La posizione attendista di Gerusalemme delude così le decine di migliaia di sfollati del nord che non hanno intenzione di tornare alle proprie case e kibbutz in assenza di garanzie sulla propria sicurezza.
La relativa moderatezza di Netanyahu è invece apprezzata dalle cancellerie europee, Italia in primis. Per il vicepremier e ministro degli Esteri Antonio Tajani, Israele ha diritto a difendersi ma deve impedire un’escalation. Parlando al Tg1 il capo della diplomazia italiana ha ricordato che l’Italia è pronta «a proteggere e tutelare i nostri connazionali in tutti i modi possibili». Con 1.256 uomini dispiegati nel sud del Libano, l’Italia è il primo paese per contributo in effettivi alla missione Unifil 2, chiamata dall’Onu a far rispettare la pace nella regione dopo la guerra Israele-Hezbollah del 2006.
LO SGOMBERO
La missione è stata istituita con la risoluzione 1701 del Consiglio di Sicurezza dell’Onu: secondo lo stesso testo, Hezbollah dovrebbe evacuare le zone a ridosso del confine con Israele ritirandosi a nord del fiume Litani che sfocia nel Mediterraneo nei pressi di Tiro. Da anni la milizia sciita rifiuta di rispettare il dettato della risoluzione.
Martedì Unifil ha reso noto di essere in contatto con Israele e con il Libano allo scopo di evitare lo scoppio della guerra.

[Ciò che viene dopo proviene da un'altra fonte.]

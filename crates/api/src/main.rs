//! API server entry point.

use api::config::Config;
use api::seed::Seed;
use common::UuidIdGenerator;
use tokio::signal;
use tracing_subscriber::EnvFilter;
use tracing_subscriber::layer::SubscriberExt;
use tracing_subscriber::util::SubscriberInitExt;

/// Waits for a shutdown signal (SIGINT or SIGTERM).
async fn shutdown_signal() {
    let ctrl_c = async {
        signal::ctrl_c()
            .await
            .expect("failed to install SIGINT handler");
    };

    #[cfg(unix)]
    let terminate = async {
        signal::unix::signal(signal::unix::SignalKind::terminate())
            .expect("failed to install SIGTERM handler")
            .recv()
            .await;
    };

    #[cfg(not(unix))]
    let terminate = std::future::pending::<()>();

    tokio::select! {
        () = ctrl_c => {
            tracing::info!("received SIGINT, starting graceful shutdown");
        }
        () = terminate => {
            tracing::info!("received SIGTERM, starting graceful shutdown");
        }
    }
}

#[tokio::main]
async fn main() {
    let config = Config::from_env();

    // 1. Initialize tracing
    tracing_subscriber::registry()
        .with(EnvFilter::try_new(&config.log_level).unwrap_or_else(|_| EnvFilter::new("info")))
        .with(tracing_subscriber::fmt::layer())
        .init();

    // 2. Install Prometheus metrics recorder
    let metrics_handle = metrics_exporter_prometheus::PrometheusBuilder::new()
        .install_recorder()
        .expect("failed to install Prometheus recorder");

    // 3. Load fixtures and create application state
    let seed = match &config.seed_file {
        Some(path) => Seed::load(path).expect("failed to load seed file"),
        None => Seed::default(),
    };
    tracing::info!(
        dishes = seed.dishes.len(),
        orders = seed.orders.len(),
        "loaded seed data"
    );
    let state = api::create_default_state(UuidIdGenerator::new(), seed);

    // 4. Build the application
    let app = api::create_app(state, metrics_handle);

    // 5. Start server
    let addr = config.addr();
    tracing::info!(%addr, "starting API server");

    let listener = tokio::net::TcpListener::bind(&addr)
        .await
        .expect("failed to bind address");
    axum::serve(listener, app)
        .with_graceful_shutdown(shutdown_signal())
        .await
        .expect("server error");

    tracing::info!("server shut down gracefully");
}
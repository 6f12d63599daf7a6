//! Shared identifier types and the id-generation collaborator.

mod ids;
mod types;

pub use ids::{IdGenerator, SequentialIdGenerator, UuidIdGenerator};
pub use types::EntityId;
//! Order lifecycle.

use std::str::FromStr;

use serde::{Deserialize, Serialize};
use serde_json::Value;

use crate::error::DomainError;

/// The status of an order in its lifecycle.
///
/// Intended progression:
/// ```text
/// pending ──► preparing ──► out-for-delivery ──► delivered
/// ```
/// Only two rules are enforced: a delivered order never changes again, and
/// only a pending order may be deleted. Any status may otherwise be written
/// over any other.
#[derive(Debug, Clone, Copy, PartialEq, Eq, Hash, Serialize, Deserialize, Default)]
#[serde(rename_all = "kebab-case")]
pub enum OrderStatus {
    /// Order received, nothing started yet.
    #[default]
    Pending,

    /// Kitchen is working on the order.
    Preparing,

    /// Order has left the restaurant.
    OutForDelivery,

    /// Order reached the customer (terminal state).
    Delivered,
}

impl OrderStatus {
    /// Status value clients use to flag a rejected order; never accepted.
    pub const INVALID_SENTINEL: &'static str = "invalid";

    /// Returns true if this is the terminal state.
    pub fn is_terminal(&self) -> bool {
        matches!(self, OrderStatus::Delivered)
    }

    /// Returns true if the order's fields may still be replaced.
    pub fn can_modify(&self) -> bool {
        !self.is_terminal()
    }

    /// Returns true if the order may be deleted in this state.
    pub fn can_delete(&self) -> bool {
        matches!(self, OrderStatus::Pending)
    }

    /// Returns the status name as it appears on the wire.
    pub fn as_str(&self) -> &'static str {
        match self {
            OrderStatus::Pending => "pending",
            OrderStatus::Preparing => "preparing",
            OrderStatus::OutForDelivery => "out-for-delivery",
            OrderStatus::Delivered => "delivered",
        }
    }

    /// Parses a requested status from a payload value.
    ///
    /// Fails with `InvalidStatus` on a missing, non-string, unknown or
    /// sentinel value.
    pub fn parse(value: Option<&Value>) -> Result<Self, DomainError> {
        value
            .and_then(Value::as_str)
            .ok_or(DomainError::InvalidStatus)?
            .parse()
    }
}

impl FromStr for OrderStatus {
    type Err = DomainError;

    fn from_str(s: &str) -> Result<Self, Self::Err> {
        match s {
            "pending" => Ok(OrderStatus::Pending),
            "preparing" => Ok(OrderStatus::Preparing),
            "out-for-delivery" => Ok(OrderStatus::OutForDelivery),
            "delivered" => Ok(OrderStatus::Delivered),
            _ => Err(DomainError::InvalidStatus),
        }
    }
}

impl std::fmt::Display for OrderStatus {
    fn fmt(&self, f: &mut std::fmt::Formatter<'_>) -> std::fmt::Result {
        write!(f, "{}", self.as_str())
    }
}
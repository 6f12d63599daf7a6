//! Domain error types.

use common::EntityId;
use thiserror::Error;

/// Reasons a create, read, update or delete is rejected.
///
/// Every variant is raised before the store is touched, and a request only
/// ever reports the first one it hits.
#[derive(Debug, Clone, PartialEq, Error)]
pub enum DomainError {
    /// No entity with this id exists.
    #[error("{entity} not found: {id}")]
    NotFound { entity: &'static str, id: EntityId },

    /// A required field is missing, empty, of the wrong type or out of bounds.
    #[error("{message}")]
    InvalidField {
        field: &'static str,
        message: String,
    },

    /// The status is missing, unknown or the rejected sentinel.
    #[error("Order must have a status of pending, preparing, out-for-delivery, delivered")]
    InvalidStatus,

    /// The payload id conflicts with the route id.
    #[error("{entity} id does not match route id. {entity}: {payload_id}, Route: {route_id}")]
    IdMismatch {
        entity: &'static str,
        payload_id: String,
        route_id: EntityId,
    },

    /// The order is delivered and can no longer change.
    #[error("A delivered order cannot be changed")]
    Terminal,

    /// The order left `pending` and can no longer be deleted.
    #[error("An order cannot be deleted unless it is pending")]
    NotPending,
}

impl DomainError {
    /// Builds an `InvalidField` error.
    pub fn invalid_field(field: &'static str, message: impl Into<String>) -> Self {
        DomainError::InvalidField {
            field,
            message: message.into(),
        }
    }

    /// Returns the failure kind name.
    pub fn kind(&self) -> &'static str {
        match self {
            DomainError::NotFound { .. } => "NotFound",
            DomainError::InvalidField { .. } => "InvalidField",
            DomainError::InvalidStatus => "InvalidStatus",
            DomainError::IdMismatch { .. } => "IdMismatch",
            DomainError::Terminal => "Terminal",
            DomainError::NotPending => "NotPending",
        }
    }

    /// Returns true for the `NotFound` kind.
    pub fn is_not_found(&self) -> bool {
        matches!(self, DomainError::NotFound { .. })
    }
}

/// Counts and logs a rejected operation.
pub(crate) fn record_rejection(err: &DomainError) {
    metrics::counter!("rule_violations_total", "kind" => err.kind()).increment(1);
    tracing::debug!(kind = err.kind(), error = %err, "operation rejected");
}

Una «guerra totale» tra Israele e Hezbollah «non è inevitabile», anzi «è ancora evitabile», ha dichiarato dall’altra parte dell’oceano la portavoce della Casa Bianca, Karine Jean-Pierre. Diversa la posizione di Mosca: per il ministero degli Esteri russo l’attacco israeliano su Beirut rappresenta «una grave violazione del diritto internazionale».